Dataset entries
***
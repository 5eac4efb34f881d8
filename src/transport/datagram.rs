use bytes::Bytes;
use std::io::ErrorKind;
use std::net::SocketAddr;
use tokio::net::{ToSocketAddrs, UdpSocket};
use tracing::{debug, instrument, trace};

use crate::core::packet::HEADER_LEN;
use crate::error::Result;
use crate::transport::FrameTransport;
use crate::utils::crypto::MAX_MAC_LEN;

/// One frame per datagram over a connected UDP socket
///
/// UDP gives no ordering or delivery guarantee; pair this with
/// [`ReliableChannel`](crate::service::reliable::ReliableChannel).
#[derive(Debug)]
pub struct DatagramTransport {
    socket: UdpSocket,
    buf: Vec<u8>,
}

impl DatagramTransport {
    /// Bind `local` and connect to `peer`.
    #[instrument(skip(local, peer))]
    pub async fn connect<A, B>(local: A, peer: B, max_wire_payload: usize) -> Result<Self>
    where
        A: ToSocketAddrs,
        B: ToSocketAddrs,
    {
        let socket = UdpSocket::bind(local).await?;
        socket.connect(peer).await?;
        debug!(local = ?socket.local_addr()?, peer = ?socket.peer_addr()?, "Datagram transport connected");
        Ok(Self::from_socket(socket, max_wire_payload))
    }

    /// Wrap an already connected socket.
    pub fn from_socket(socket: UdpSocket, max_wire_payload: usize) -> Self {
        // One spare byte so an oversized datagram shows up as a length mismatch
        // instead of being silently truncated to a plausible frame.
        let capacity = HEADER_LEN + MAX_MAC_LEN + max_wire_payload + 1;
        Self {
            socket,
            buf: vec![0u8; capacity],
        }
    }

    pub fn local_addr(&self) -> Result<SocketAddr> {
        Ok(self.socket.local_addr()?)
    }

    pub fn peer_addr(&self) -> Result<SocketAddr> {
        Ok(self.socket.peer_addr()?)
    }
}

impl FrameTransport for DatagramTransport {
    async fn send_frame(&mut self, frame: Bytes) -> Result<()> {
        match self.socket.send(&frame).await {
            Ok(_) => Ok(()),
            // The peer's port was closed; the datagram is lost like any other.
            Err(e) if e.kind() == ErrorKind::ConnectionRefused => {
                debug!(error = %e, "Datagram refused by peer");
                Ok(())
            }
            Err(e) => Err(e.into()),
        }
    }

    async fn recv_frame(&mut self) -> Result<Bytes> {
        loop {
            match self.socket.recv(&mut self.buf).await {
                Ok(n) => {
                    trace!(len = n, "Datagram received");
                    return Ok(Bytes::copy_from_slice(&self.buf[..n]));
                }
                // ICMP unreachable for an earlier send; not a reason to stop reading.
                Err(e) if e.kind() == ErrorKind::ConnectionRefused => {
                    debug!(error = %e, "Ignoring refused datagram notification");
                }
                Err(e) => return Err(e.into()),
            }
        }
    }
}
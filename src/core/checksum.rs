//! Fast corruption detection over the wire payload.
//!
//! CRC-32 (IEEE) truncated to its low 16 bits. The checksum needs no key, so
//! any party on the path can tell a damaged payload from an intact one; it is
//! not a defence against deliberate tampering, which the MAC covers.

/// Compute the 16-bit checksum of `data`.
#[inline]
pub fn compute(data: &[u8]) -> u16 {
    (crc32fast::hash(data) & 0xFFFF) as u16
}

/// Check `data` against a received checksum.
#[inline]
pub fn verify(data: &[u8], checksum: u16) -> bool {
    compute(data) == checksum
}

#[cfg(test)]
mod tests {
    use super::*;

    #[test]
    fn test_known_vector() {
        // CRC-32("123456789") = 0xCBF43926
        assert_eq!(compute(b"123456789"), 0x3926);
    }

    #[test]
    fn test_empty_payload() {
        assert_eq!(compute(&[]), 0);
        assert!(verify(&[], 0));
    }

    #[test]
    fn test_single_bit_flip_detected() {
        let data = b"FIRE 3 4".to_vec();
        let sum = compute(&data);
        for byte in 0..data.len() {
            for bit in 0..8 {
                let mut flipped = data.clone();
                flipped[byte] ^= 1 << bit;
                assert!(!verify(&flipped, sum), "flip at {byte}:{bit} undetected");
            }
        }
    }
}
***
:: What you should do ::
For every line of the records above that holds the word "flipped", count one, and state the total only.

:: Exercise output ::
3